The adenosine nucleoside performs a wide range of actions on various human tissues by activating four cell surface receptors. Adenosine A(2A) receptors (A(2A)Rs) are widely expressed in the striatum, olfactory bulb, platelets, leukocytes, spleen, and thymus. They promote vasodilatation, platelet antiaggregatory effect, protection from ischemic damage, and regulation of sensorimotor neurons in basal ganglia. Adenosine signaling plays a vital part in modulating in vivo pathophysiological responses. A(2A)Rs are potent negative regulators of the antitumor and proinflammatory actions of activated T cells. This axis offers several therapeutic targets, the most important of which are A(2A)Rs, HIF-1 alpha, and CD39/CD73. Downregulation of this axis increases the effectiveness of modern immunotherapeutic approaches against cancer, such as alpha CTLA-4/alpha PD-1. These discoveries have led to a promising novel role of antagonists of A(2A)R in blocking angiogenesis in immunotherapy of cancer.
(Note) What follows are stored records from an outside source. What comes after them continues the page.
//! Inbound command dispatch.
//!
//! An authenticated session reads one frame at a time and classifies it
//! by prefix. Anything that does not parse as a known command is chat:
//! malformed command-shaped text (for example an `UPLOAD_FILE:` header
//! with too few fields) is broadcast verbatim as a chat line rather
//! than rejected.

use super::{DOWNLOAD_FILE, GET_FILE_LIST, UPLOAD_FILE};

/// One parsed inbound frame.
#[derive(Debug, PartialEq, Eq)]
pub enum Command<'a> {
    /// Plain chat text, broadcast verbatim (bytes untouched).
    Chat(&'a [u8]),
    /// `GET_FILE_LIST`.
    FileList,
    /// `UPLOAD_FILE:<name>:<clen>:` — `body` holds any payload bytes
    /// that arrived coalesced with the header.
    Upload {
        /// Logical filename as supplied by the uploader.
        filename: &'a str,
        /// Declared compressed payload length in bytes.
        compressed_len: usize,
        /// Payload bytes that followed the header in the same read.
        body: &'a [u8],
    },
    /// `DOWNLOAD_FILE:<stored_name>`.
    Download {
        /// On-disk stored filename being requested.
        stored_name: &'a str,
    },
}

impl<'a> Command<'a> {
    /// Classify one frame. Never fails: unparseable input is chat.
    pub fn parse(frame: &'a [u8]) -> Command<'a> {
        if let Ok(text) = std::str::from_utf8(frame) {
            if text.trim() == GET_FILE_LIST {
                return Command::FileList;
            }
        }
        if frame.starts_with(UPLOAD_FILE.as_bytes()) {
            if let Some(cmd) = parse_upload(frame) {
                return cmd;
            }
        }
        if frame.starts_with(DOWNLOAD_FILE.as_bytes()) {
            if let Some(cmd) = parse_download(frame) {
                return cmd;
            }
        }
        Command::Chat(frame)
    }
}

/// Parse `UPLOAD_FILE:<name>:<clen>:<body...>`. The header is UTF-8 up
/// to the third colon; the body may be arbitrary bytes.
fn parse_upload(frame: &[u8]) -> Option<Command<'_>> {
    let rest = &frame[UPLOAD_FILE.len()..];
    let name_end = rest.iter().position(|&b| b == b':')?;
    let filename = std::str::from_utf8(&rest[..name_end]).ok()?;
    if filename.is_empty() {
        return None;
    }

    let after_name = &rest[name_end + 1..];
    let len_end = after_name.iter().position(|&b| b == b':')?;
    let compressed_len = std::str::from_utf8(&after_name[..len_end])
        .ok()?
        .parse::<usize>()
        .ok()?;

    Some(Command::Upload {
        filename,
        compressed_len,
        body: &after_name[len_end + 1..],
    })
}

fn parse_download(frame: &[u8]) -> Option<Command<'_>> {
    let rest = std::str::from_utf8(&frame[DOWNLOAD_FILE.len()..]).ok()?;
    let stored_name = rest.trim();
    if stored_name.is_empty() {
        return None;
    }
    Some(Command::Download { stored_name })
}
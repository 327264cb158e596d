//! lanchat server
//!
//! Chat relay with a shared upload directory. Every connected client
//! sees every chat line and can list, upload and download files.

use anyhow::Result;
use clap::Parser;
use lanchat_core::server::{serve, ServerState};
use lanchat_core::{ServerConfig, DEFAULT_BUFFER_SIZE};
use std::path::PathBuf;
use std::time::Duration;
use tokio::net::TcpListener;
use tracing_subscriber::EnvFilter;

/// lanchat - chat server with shared file uploads
#[derive(Parser)]
#[command(name = "lanchat-server")]
#[command(author, version, about)]
struct Args {
    /// Listen address
    #[arg(short, long, default_value = "0.0.0.0:55555")]
    listen: String,

    /// Shared password; omit to accept everyone
    #[arg(short, long, default_value = "")]
    password: String,

    /// Directory for uploaded files
    #[arg(short, long, default_value = "server_files")]
    upload_dir: PathBuf,

    /// Chunk size in bytes for file payload I/O
    #[arg(long, default_value_t = DEFAULT_BUFFER_SIZE)]
    buffer_size: usize,

    /// Seconds to wait for a client's password before treating it as empty
    #[arg(long, default_value = "3")]
    password_timeout: u64,

    /// Enable verbose logging
    #[arg(short, long)]
    verbose: bool,
}

#[tokio::main]
async fn main() -> Result<()> {
    let args = Args::parse();

    let filter = if args.verbose {
        EnvFilter::new("debug")
    } else {
        EnvFilter::new("info")
    };
    tracing_subscriber::fmt()
        .with_env_filter(filter)
        .with_target(false)
        .init();

    let config = ServerConfig {
        password: args.password,
        upload_dir: args.upload_dir,
        buffer_size: args.buffer_size,
        password_timeout: Duration::from_secs(args.password_timeout),
    };

    let state = ServerState::new(config).await?;
    let listener = TcpListener::bind(&args.listen).await?;
    serve(listener, state).await?;
    Ok(())
}
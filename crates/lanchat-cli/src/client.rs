//! Client-side protocol loop.
//!
//! Mirrors the server's framing: the handshake prompts (`NICK`, `PASS`)
//! and every later server message arrive as frames on one stream, and a
//! single frame may carry several coalesced messages, so every token is
//! matched by prefix and leftovers are pushed back into the reader.

use crate::Args;
use anyhow::{anyhow, bail, Context, Result};
use lanchat_core::protocol::{
    self, FrameReader, AUTH_FAILED, AUTH_SUCCESS, DOWNLOAD_COMPLETE, DOWNLOAD_ERROR,
    FILE_DATA_START, FILE_INFO, FILE_LIST, FILE_NOT_FOUND, NICK, PASS, UPLOAD_ERROR,
    UPLOAD_SUCCESS,
};
use lanchat_core::store::FileRecord;
use lanchat_core::transfer::{compress, decompress, DownloadInfo};
use lanchat_core::DEFAULT_BUFFER_SIZE;
use serde::Deserialize;
use std::io::Write as _;
use std::path::PathBuf;
use tokio::io::{AsyncBufReadExt, AsyncWriteExt, BufReader};
use tokio::net::tcp::{OwnedReadHalf, OwnedWriteHalf};
use tokio::net::TcpStream;
use tracing::debug;

/// Refuse to upload files larger than this before compression.
const MAX_FILE_SIZE: u64 = 100 * 1024 * 1024;

#[derive(Deserialize)]
struct FileListMessage {
    files: Vec<FileRecord>,
}

struct Client {
    args: Args,
    reader: FrameReader<OwnedReadHalf>,
    writer: OwnedWriteHalf,
    files: Vec<FileRecord>,
    save_path: Option<PathBuf>,
    current_download: Option<DownloadInfo>,
}

/// Connect and run until the user quits or the server goes away.
pub async fn run(args: Args) -> Result<()> {
    let stream = TcpStream::connect(&args.server)
        .await
        .with_context(|| format!("cannot connect to {}", args.server))?;
    let (read_half, write_half) = stream.into_split();

    let mut client = Client {
        args,
        reader: FrameReader::new(read_half),
        writer: write_half,
        files: Vec::new(),
        save_path: None,
        current_download: None,
    };
    client.event_loop().await
}

impl Client {
    async fn event_loop(&mut self) -> Result<()> {
        let mut stdin = BufReader::new(tokio::io::stdin()).lines();
        loop {
            tokio::select! {
                frame = self.reader.read_frame() => {
                    let frame = frame.map_err(|e| anyhow!("disconnected from server: {}", e))?;
                    self.handle_frame(frame).await?;
                }
                line = stdin.next_line() => {
                    let Some(line) = line? else { return Ok(()) };
                    if !self.handle_input(line.trim()).await? {
                        return Ok(());
                    }
                }
            }
        }
    }

    /// Dispatch one inbound frame, pushing back any coalesced trailing
    /// bytes for the next pass.
    async fn handle_frame(&mut self, frame: Vec<u8>) -> Result<()> {
        // The handshake prompts arrive alone, before anything else can
        // coalesce with them; exact matches avoid eating chat lines
        // that merely start with NICK or PASS.
        if frame == NICK.as_bytes() {
            let nickname = self.args.nickname.clone();
            self.writer.write_all(nickname.as_bytes()).await?;
            return Ok(());
        }
        if frame == PASS.as_bytes() {
            let password = self.args.password.clone();
            self.writer
                .write_all(format!("{:04}", password.len()).as_bytes())
                .await?;
            if !password.is_empty() {
                self.writer.write_all(password.as_bytes()).await?;
            }
            return Ok(());
        }
        if self.take_token(&frame, AUTH_SUCCESS) {
            println!(
                "Connected to {} as {}",
                self.args.server, self.args.nickname
            );
            println!("Commands: /files, /upload <path>, /download <n|name> [dest], /quit");
            return Ok(());
        }
        if self.take_token(&frame, AUTH_FAILED) {
            bail!("server rejected the password");
        }
        if let Some((len, offset)) = parse_envelope_header(&frame, FILE_LIST) {
            let body = self.collect_body(&frame[offset..], len).await?;
            self.show_file_list(&body)?;
            return Ok(());
        }
        if let Some((len, offset)) = parse_envelope_header(&frame, FILE_INFO) {
            let body = self.collect_body(&frame[offset..], len).await?;
            let info: DownloadInfo =
                serde_json::from_slice(&body).context("bad FILE_INFO payload")?;
            println!(
                "Downloading {} ({})...",
                info.filename,
                format_file_size(info.compressed_size)
            );
            self.current_download = Some(info);
            self.writer.write_all(b"READY").await?;
            return Ok(());
        }
        if let Some((len, offset)) = parse_block_header(&frame, FILE_DATA_START) {
            let body = self.collect_body(&frame[offset..], len).await?;
            self.finish_download(&body)?;
            return Ok(());
        }
        for token in [
            UPLOAD_SUCCESS,
            UPLOAD_ERROR,
            DOWNLOAD_COMPLETE,
            DOWNLOAD_ERROR,
            FILE_NOT_FOUND,
        ] {
            if self.take_token(&frame, token) {
                match token {
                    UPLOAD_SUCCESS => println!("Upload complete."),
                    UPLOAD_ERROR => println!("Upload failed."),
                    DOWNLOAD_COMPLETE => {}
                    DOWNLOAD_ERROR => println!("Download failed."),
                    FILE_NOT_FOUND => println!("That file no longer exists on the server."),
                    _ => {}
                }
                return Ok(());
            }
        }

        // Anything else is chat.
        let text = String::from_utf8_lossy(&frame);
        println!("{}", text.trim_end());
        Ok(())
    }

    /// Match a literal token at the start of a frame; trailing bytes go
    /// back into the reader.
    fn take_token(&mut self, frame: &[u8], token: &str) -> bool {
        if !frame.starts_with(token.as_bytes()) {
            return false;
        }
        self.reader.push_back(&frame[token.len()..]);
        true
    }

    /// Accumulate a declared-length body whose first bytes may have
    /// arrived coalesced with its header.
    async fn collect_body(&mut self, initial: &[u8], len: usize) -> Result<Vec<u8>> {
        if initial.len() >= len {
            self.reader.push_back(&initial[len..]);
            return Ok(initial[..len].to_vec());
        }
        let mut body = initial.to_vec();
        let rest = self.reader.read_exact_frame(len - body.len()).await?;
        body.extend_from_slice(&rest);
        Ok(body)
    }

    fn show_file_list(&mut self, body: &[u8]) -> Result<()> {
        let msg: FileListMessage = serde_json::from_slice(body).context("bad FILE_LIST payload")?;
        self.files = msg.files;
        if self.files.is_empty() {
            println!("No files on the server.");
            return Ok(());
        }
        println!("Files on the server ({}):", self.files.len());
        for (i, f) in self.files.iter().enumerate() {
            println!(
                "  [{}] {} - {} ({}) [{}]",
                i + 1,
                f.filename,
                f.uploader,
                f.upload_time,
                format_file_size(f.size)
            );
        }
        Ok(())
    }

    fn finish_download(&mut self, compressed: &[u8]) -> Result<()> {
        let info = match self.current_download.take() {
            Some(info) => info,
            None => {
                debug!("file data without a pending download, ignoring");
                return Ok(());
            }
        };
        let data = decompress(compressed).context("decompress download")?;
        let path = self
            .save_path
            .take()
            .unwrap_or_else(|| self.args.download_dir.join(&info.filename));
        std::fs::write(&path, &data)
            .with_context(|| format!("cannot write {}", path.display()))?;
        let ratio = ratio_percent(info.size, info.compressed_size);
        println!(
            "Saved {} ({} raw, {} compressed, {:.1}% ratio)",
            path.display(),
            format_file_size(info.size),
            format_file_size(info.compressed_size),
            ratio
        );
        Ok(())
    }

    /// One line of user input. Returns false to quit.
    async fn handle_input(&mut self, line: &str) -> Result<bool> {
        if line.is_empty() {
            return Ok(true);
        }
        if let Some(rest) = line.strip_prefix('/') {
            let mut parts = rest.split_whitespace();
            match parts.next() {
                Some("files") | Some("list") => {
                    self.writer
                        .write_all(protocol::GET_FILE_LIST.as_bytes())
                        .await?;
                }
                Some("upload") => match parts.next() {
                    Some(path) => self.upload(PathBuf::from(path)).await?,
                    None => println!("usage: /upload <path>"),
                },
                Some("download") => match parts.next() {
                    Some(which) => {
                        let dest = parts.next().map(PathBuf::from);
                        self.download(which, dest).await?;
                    }
                    None => println!("usage: /download <n|stored_name> [dest]"),
                },
                Some("quit") | Some("exit") => return Ok(false),
                _ => println!("unknown command: /{}", rest),
            }
            return Ok(true);
        }

        let message = format!("{}: {}", self.args.nickname, line);
        self.writer.write_all(message.as_bytes()).await?;
        Ok(true)
    }

    async fn upload(&mut self, path: PathBuf) -> Result<()> {
        let filename = path
            .file_name()
            .and_then(|n| n.to_str())
            .ok_or_else(|| anyhow!("not a file path: {}", path.display()))?
            .to_string();
        let data = tokio::fs::read(&path)
            .await
            .with_context(|| format!("cannot read {}", path.display()))?;
        if data.len() as u64 > MAX_FILE_SIZE {
            println!(
                "{} is {}, over the {} limit",
                filename,
                format_file_size(data.len() as u64),
                format_file_size(MAX_FILE_SIZE)
            );
            return Ok(());
        }

        let compressed = compress(&data).map_err(|e| anyhow!(e))?;
        let ratio = ratio_percent(data.len() as u64, compressed.len() as u64);
        self.writer
            .write_all(format!("{}{}:{}:", protocol::UPLOAD_FILE, filename, compressed.len()).as_bytes())
            .await?;

        let mut sent = 0;
        for chunk in compressed.chunks(DEFAULT_BUFFER_SIZE) {
            self.writer.write_all(chunk).await?;
            sent += chunk.len();
            print!("\rUploading: {}%", sent * 100 / compressed.len().max(1));
            let _ = std::io::stdout().flush();
        }
        println!(
            "\nSent {} ({} raw, {} compressed, {:.1}% ratio), waiting for the server...",
            filename,
            format_file_size(data.len() as u64),
            format_file_size(compressed.len() as u64),
            ratio
        );
        Ok(())
    }

    async fn download(&mut self, which: &str, dest: Option<PathBuf>) -> Result<()> {
        let stored_name = match which.parse::<usize>() {
            Ok(n) if n >= 1 && n <= self.files.len() => self.files[n - 1].unique_filename.clone(),
            Ok(_) => {
                println!("no such entry; run /files first");
                return Ok(());
            }
            Err(_) => which.to_string(),
        };
        self.save_path = dest;
        self.writer
            .write_all(format!("{}{}", protocol::DOWNLOAD_FILE, stored_name).as_bytes())
            .await?;
        Ok(())
    }
}

/// Parse `TAG:<len>:` at the start of a frame. Returns the declared
/// length and the offset of the first body byte.
fn parse_envelope_header(frame: &[u8], tag: &str) -> Option<(usize, usize)> {
    let prefix = format!("{}:", tag);
    let rest = frame.strip_prefix(prefix.as_bytes())?;
    let digits_end = rest.iter().position(|b| !b.is_ascii_digit())?;
    if digits_end == 0 || rest.get(digits_end) != Some(&b':') {
        return None;
    }
    let len = std::str::from_utf8(&rest[..digits_end]).ok()?.parse().ok()?;
    Some((len, prefix.len() + digits_end + 1))
}

/// Parse `TAG:<len>` (no trailing colon) at the start of a frame. The
/// digit run ends at the first non-digit byte; gzip bodies start with
/// 0x1f so the boundary is unambiguous.
fn parse_block_header(frame: &[u8], tag: &str) -> Option<(usize, usize)> {
    let prefix = format!("{}:", tag);
    let rest = frame.strip_prefix(prefix.as_bytes())?;
    let digits_end = rest
        .iter()
        .position(|b| !b.is_ascii_digit())
        .unwrap_or(rest.len());
    if digits_end == 0 {
        return None;
    }
    let len = std::str::from_utf8(&rest[..digits_end]).ok()?.parse().ok()?;
    Some((len, prefix.len() + digits_end))
}

fn ratio_percent(size: u64, compressed: u64) -> f64 {
    if size == 0 {
        return 0.0;
    }
    (1.0 - compressed as f64 / size as f64) * 100.0
}

fn format_file_size(bytes: u64) -> String {
    if bytes < 1024 {
        format!("{} B", bytes)
    } else if bytes < 1024 * 1024 {
        format!("{:.1} KB", bytes as f64 / 1024.0)
    } else {
        format!("{:.1} MB", bytes as f64 / (1024.0 * 1024.0))
    }
}

#[cfg(test)]
mod tests {
    use super::*;

    #[test]
    fn test_parse_envelope_header() {
        let (len, offset) = parse_envelope_header(b"FILE_LIST:5:{...}", "FILE_LIST").expect("parse");
        assert_eq!(len, 5);
        assert_eq!(offset, "FILE_LIST:5:".len());
        assert!(parse_envelope_header(b"FILE_LIST:x:", "FILE_LIST").is_none());
        assert!(parse_envelope_header(b"OTHER:5:", "FILE_LIST").is_none());
    }

    #[test]
    fn test_parse_block_header() {
        // Body bytes coalesced with the header.
        let frame = b"FILE_DATA_START:12\x1f\x8bdata";
        let (len, offset) = parse_block_header(frame, "FILE_DATA_START").expect("parse");
        assert_eq!(len, 12);
        assert_eq!(&frame[offset..], b"\x1f\x8bdata");
        // Header alone, digits run to the end.
        let (len, offset) = parse_block_header(b"FILE_DATA_START:900", "FILE_DATA_START").expect("parse");
        assert_eq!(len, 900);
        assert_eq!(offset, "FILE_DATA_START:900".len());
    }

    #[test]
    fn test_format_file_size() {
        assert_eq!(format_file_size(512), "512 B");
        assert_eq!(format_file_size(2048), "2.0 KB");
        assert_eq!(format_file_size(5 * 1024 * 1024), "5.0 MB");
    }

    #[test]
    fn test_ratio_percent() {
        assert_eq!(ratio_percent(100, 25), 75.0);
        assert_eq!(ratio_percent(0, 20), 0.0);
    }
}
A small molecule, AZD4635, strongly inhibits A(2A)R, lowering cancer volume and increasing anticancer immunity. Deletion of A(2A)R with CRISPR/Cas9 in both human and murine CAR T cells produces a substantial increase in the efficiency of these cells. This review asserts that inhibition of the adenosinergic pathway can boost antitumor immunity, and this axis should be a target for future immunotherapeutic strategies.